GAP *all the way *. They have a maternity section.  You can shop online, but I just tried getting the link for you and their whole gap isite is down for updating.
But they have uberly cute clothes I loved it.


----------



## orodwen (Feb 11, 2006)

i actually like some of the stuff target is carrying for every day maternity wear.  i'm not pregnant & have been tempted to buy some because they look appealing. 
	

	
	
		
		

		
		
	


	




something i read about that makes a LOT of sense is to wear men's bikini underwear.  something about the line of the waist fits really well under a pregnant belly.  maybe w/ so many of th low-rise undies out for women these days it's not an issue but it's worth considering. hths!


----------



## I love Brian Kinney (Feb 11, 2006)

The Gap and Old NAvy,, The clothes are really nice and not too overpriced .


----------



## lovejam (Feb 11, 2006)

I mostly shopped at Old Navy, but I did get a couple of cute things from Motherhood Maternity and Target. However, Old Navy is really the best, IMO. I still wear the skirt I got from them during my second trimester! I also still wear the tanktops. XD


----------



## greenkiwi (Feb 21, 2006)

i only liked old navy and motherhood maternity when i was pregnant.. everything else was too expensive!

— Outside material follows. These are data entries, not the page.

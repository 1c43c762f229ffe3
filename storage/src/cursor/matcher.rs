// storage/src/cursor/matcher.rs

use crate::table::Table;
use jetdb_core::Value;
use std::fmt;

/// Decides whether a stored column value matches a search value.
pub trait ColumnMatcher: Send + Sync + fmt::Debug {
    fn matches(&self, table: &Table, column_name: &str, pattern: &Value, value: &Value) -> bool;
}

/// Equality, after converting the pattern to the column's type.
#[derive(Debug, Default, Clone, Copy)]
pub struct SimpleColumnMatcher;

impl ColumnMatcher for SimpleColumnMatcher {
    fn matches(&self, table: &Table, column_name: &str, pattern: &Value, value: &Value) -> bool {
        if pattern == value {
            return true;
        }
        if pattern.is_null() || value.is_null() {
            return false;
        }
        table
            .column(column_name)
            .and_then(|column| column.coerce(pattern))
            .map(|coerced| coerced == *value)
            .unwrap_or(false)
    }
}

/// Like [`SimpleColumnMatcher`], ignoring case for text.
#[derive(Debug, Default, Clone, Copy)]
pub struct CaseInsensitiveColumnMatcher;

impl ColumnMatcher for CaseInsensitiveColumnMatcher {
    fn matches(&self, table: &Table, column_name: &str, pattern: &Value, value: &Value) -> bool {
        match (pattern, value) {
            (Value::Text(a), Value::Text(b)) => a.to_lowercase() == b.to_lowercase(),
            _ => SimpleColumnMatcher.matches(table, column_name, pattern, value),
        }
    }
}
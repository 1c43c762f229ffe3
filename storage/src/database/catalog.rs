// storage/src/database/catalog.rs

//! The system catalog, `MSysObjects`, lists every object of a database.
//! Tables are rows of type 1 below the "Tables" container; the low 24 bits
//! of their id are the table definition page.

use crate::cursor::{CaseInsensitiveColumnMatcher, Cursor, IterOptions};
use crate::index::Index;
use crate::row::Row;
use crate::table::Table;
use crate::{Result, StorageError};
use jetdb_core::{ColumnDefinition, DataType, IndexDefinition, TableSchema, Value};
use std::sync::atomic::{AtomicBool, Ordering};
use std::sync::Arc;

pub const CATALOG_TABLE_NAME: &str = "MSysObjects";
pub const CATALOG_PAGE: u32 = 2;
const PARENT_ID_NAME_INDEX: &str = "ParentIdName";
const TABLES_CONTAINER_NAME: &str = "Tables";

const COL_ID: &str = "Id";
const COL_PARENT_ID: &str = "ParentId";
const COL_NAME: &str = "Name";
const COL_TYPE: &str = "Type";
const COL_DATE_CREATE: &str = "DateCreate";
const COL_DATE_UPDATE: &str = "DateUpdate";
const COL_FLAGS: &str = "Flags";

const DB_PARENT_ID: i32 = 0x0F00_0000;
const DEFAULT_TABLES_PARENT_ID: i32 = 0x0F00_0001;
const OBJECT_ID_MASK: i64 = 0x00FF_FFFF;

const TYPE_TABLE: i16 = 1;
const TYPE_CONTAINER: i16 = 3;

const SYSTEM_OBJECT_FLAG: i32 = 0x8000_0000_u32 as i32;
const ALT_SYSTEM_OBJECT_FLAG: i32 = 0x02;
const SYSTEM_OBJECT_FLAGS: i32 = SYSTEM_OBJECT_FLAG | ALT_SYSTEM_OBJECT_FLAG;

pub fn catalog_schema() -> TableSchema {
    TableSchema::new(CATALOG_TABLE_NAME)
        .add_column(ColumnDefinition::new(COL_ID, DataType::Long))
        .add_column(ColumnDefinition::new(COL_PARENT_ID, DataType::Long))
        .add_column(ColumnDefinition::new(COL_NAME, DataType::Text))
        .add_column(ColumnDefinition::new(COL_TYPE, DataType::Int))
        .add_column(ColumnDefinition::new(COL_DATE_CREATE, DataType::ShortDateTime))
        .add_column(ColumnDefinition::new(COL_DATE_UPDATE, DataType::ShortDateTime))
        .add_column(ColumnDefinition::new(COL_FLAGS, DataType::Long))
        .add_index(
            IndexDefinition::new(PARENT_ID_NAME_INDEX)
                .column(COL_PARENT_ID)
                .column(COL_NAME),
        )
}

/// A table listed in the catalog.
#[derive(Debug, Clone, PartialEq, Eq)]
pub struct CatalogEntry {
    pub name: String,
    pub table_def_page: u32,
    pub flags: i32,
}

impl CatalogEntry {
    pub fn is_system(&self) -> bool {
        self.flags & SYSTEM_OBJECT_FLAGS != 0
    }
}

fn int_value(row: &Row, column: &str) -> Option<i64> {
    row.get(column).and_then(Value::as_i64)
}

fn table_entry(row: &Row) -> Option<CatalogEntry> {
    if int_value(row, COL_TYPE)? != TYPE_TABLE as i64 {
        return None;
    }
    Some(CatalogEntry {
        name: row.get(COL_NAME)?.as_str()?.to_string(),
        table_def_page: (int_value(row, COL_ID)? & OBJECT_ID_MASK) as u32,
        flags: int_value(row, COL_FLAGS).unwrap_or(0) as i32,
    })
}

#[derive(Debug)]
pub struct Catalog {
    table: Arc<Table>,
    tables_parent_id: i32,
    fallback_logged: AtomicBool,
}

impl Catalog {
    /// Writes the rows a new catalog starts with: the "Tables" container
    /// and the catalog's own entry.
    pub fn initialize(table: Arc<Table>) -> Result<Self> {
        if table.table_def_page() != CATALOG_PAGE {
            return Err(StorageError::InvalidState(format!(
                "Catalog was created at page {} instead of {}",
                table.table_def_page(),
                CATALOG_PAGE
            )));
        }
        let catalog = Self {
            table,
            tables_parent_id: DEFAULT_TABLES_PARENT_ID,
            fallback_logged: AtomicBool::new(false),
        };
        catalog.add_object(
            DEFAULT_TABLES_PARENT_ID,
            DB_PARENT_ID,
            TABLES_CONTAINER_NAME,
            TYPE_CONTAINER,
            0,
        )?;
        catalog.add_table(CATALOG_TABLE_NAME, CATALOG_PAGE, true)?;
        Ok(catalog)
    }

    pub fn load(table: Arc<Table>) -> Result<Self> {
        let mut catalog = Self {
            table,
            tables_parent_id: DEFAULT_TABLES_PARENT_ID,
            fallback_logged: AtomicBool::new(false),
        };
        match catalog.find_object(DB_PARENT_ID, TABLES_CONTAINER_NAME)? {
            Some(row) => {
                if let Some(id) = int_value(&row, COL_ID) {
                    catalog.tables_parent_id = id as i32;
                }
            }
            None => log::warn!(
                "Catalog has no {} container, assuming id 0x{:08X}",
                TABLES_CONTAINER_NAME,
                DEFAULT_TABLES_PARENT_ID
            ),
        }
        Ok(catalog)
    }

    pub fn table(&self) -> &Arc<Table> {
        &self.table
    }

    fn lookup_index(&self) -> Option<&Index> {
        self.table
            .index(PARENT_ID_NAME_INDEX)
            .ok()
            .filter(|index| index.data().unsupported_reason().is_none())
    }

    /// True when lookups scan the catalog because its name index is
    /// missing or unusable.
    pub fn uses_fallback(&self) -> bool {
        self.lookup_index().is_none()
    }

    fn find_object(&self, parent_id: i32, name: &str) -> Result<Option<Row>> {
        let key = [Value::Long(parent_id), Value::Text(name.to_string())];
        let mut cursor = match self.lookup_index() {
            Some(index) => {
                let mut cursor = Cursor::index_scan(Arc::clone(&self.table), index.clone());
                cursor.set_column_matcher(Some(Arc::new(CaseInsensitiveColumnMatcher)));
                if !cursor.find_first_row_by_entry(&key)? {
                    return Ok(None);
                }
                cursor
            }
            None => {
                if !self.fallback_logged.swap(true, Ordering::Relaxed) {
                    log::warn!(
                        "Catalog index {} is unusable, falling back to scanning {}",
                        PARENT_ID_NAME_INDEX,
                        CATALOG_TABLE_NAME
                    );
                }
                let mut cursor = Cursor::table_scan(Arc::clone(&self.table));
                cursor.set_column_matcher(Some(Arc::new(CaseInsensitiveColumnMatcher)));
                let [parent, name] = key;
                if !cursor.find_first_row_by_pattern(&[(COL_PARENT_ID, parent), (COL_NAME, name)])? {
                    return Ok(None);
                }
                cursor
            }
        };
        cursor.current_row().map(Some)
    }

    /// Finds a table by name, ignoring case.
    pub fn find_table(&self, name: &str) -> Result<Option<CatalogEntry>> {
        Ok(self
            .find_object(self.tables_parent_id, name)?
            .as_ref()
            .and_then(table_entry))
    }

    /// All tables in catalog order.
    pub fn table_entries(&self) -> Result<Vec<CatalogEntry>> {
        let mut cursor = Cursor::table_scan(Arc::clone(&self.table));
        let options = IterOptions::new().matching(COL_PARENT_ID, Value::Long(self.tables_parent_id));
        let mut entries = Vec::new();
        for row in cursor.iter_with(options) {
            if let Some(entry) = table_entry(&row?) {
                entries.push(entry);
            }
        }
        Ok(entries)
    }

    pub fn add_table(&self, name: &str, table_def_page: u32, system: bool) -> Result<()> {
        let flags = if system { SYSTEM_OBJECT_FLAG } else { 0 };
        self.add_object(
            table_def_page as i32,
            self.tables_parent_id,
            name,
            TYPE_TABLE,
            flags,
        )
    }

    fn add_object(&self, id: i32, parent_id: i32, name: &str, object_type: i16, flags: i32) -> Result<()> {
        let now = chrono::Local::now().naive_local();
        self.table.add_row(vec![
            Value::Long(id),
            Value::Long(parent_id),
            Value::Text(name.to_string()),
            Value::Int(object_type),
            Value::DateTime(now),
            Value::DateTime(now),
            Value::Long(flags),
        ])?;
        Ok(())
    }
}

#[cfg(test)]
mod tests {
    use super::*;

    fn row(id: i32, name: &str, object_type: i16, flags: i32) -> Row {
        Row::new(
            crate::row::RowId::new(3, 0),
            vec![
                (COL_ID.to_string(), Value::Long(id)),
                (COL_PARENT_ID.to_string(), Value::Long(DEFAULT_TABLES_PARENT_ID)),
                (COL_NAME.to_string(), Value::Text(name.to_string())),
                (COL_TYPE.to_string(), Value::Int(object_type)),
                (COL_FLAGS.to_string(), Value::Long(flags)),
            ],
        )
    }

    #[test]
    fn test_table_entry_from_row() {
        let entry = table_entry(&row(0x0200_0011, "Orders", TYPE_TABLE, 0)).unwrap();
        assert_eq!(entry.name, "Orders");
        assert_eq!(entry.table_def_page, 0x11);
        assert!(!entry.is_system());

        let system = table_entry(&row(2, CATALOG_TABLE_NAME, TYPE_TABLE, SYSTEM_OBJECT_FLAG)).unwrap();
        assert!(system.is_system());
        assert!(table_entry(&row(5, "Tables", TYPE_CONTAINER, 0)).is_none());
    }

    #[test]
    fn test_catalog_schema_is_valid() {
        let schema = catalog_schema();
        assert!(schema.validate().is_ok());
        assert_eq!(schema.columns.len(), 7);
        assert_eq!(schema.indexes[0].columns.len(), 2);
    }
}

Both are nice and modern


----------



## midnightlouise (Feb 23, 2006)

I lived in Gap maternity my second pregnancy.  Old Navy, Liz Lange (the cheaper line at Target), Babystyle, A Pea in the Pod, Mimi Maternity, Japanese Weekend all have cute stuff & sometimes you can find a deal on the more expensive sites.  Good luck finding what you're looking for!


----------



## mrskloo (Feb 25, 2006)

I love bellablumaternity.com.


----------



## stacey (Feb 25, 2006)

I agree, a pea in the pod is super cute but very pricey. i found motherhood maternity just fine for me.


----------



## fireatwill (Feb 26, 2006)

Well, if your looking for designer maternity. Nordstrom.com has a great selection. My friends mom swears by it.


----------



## lipstik (Mar 10, 2006)

Babystyle. My friend got her rockin' Citizens of Humanity and Blue Cult jeans from there. Cute bags and t-shirts too.


----------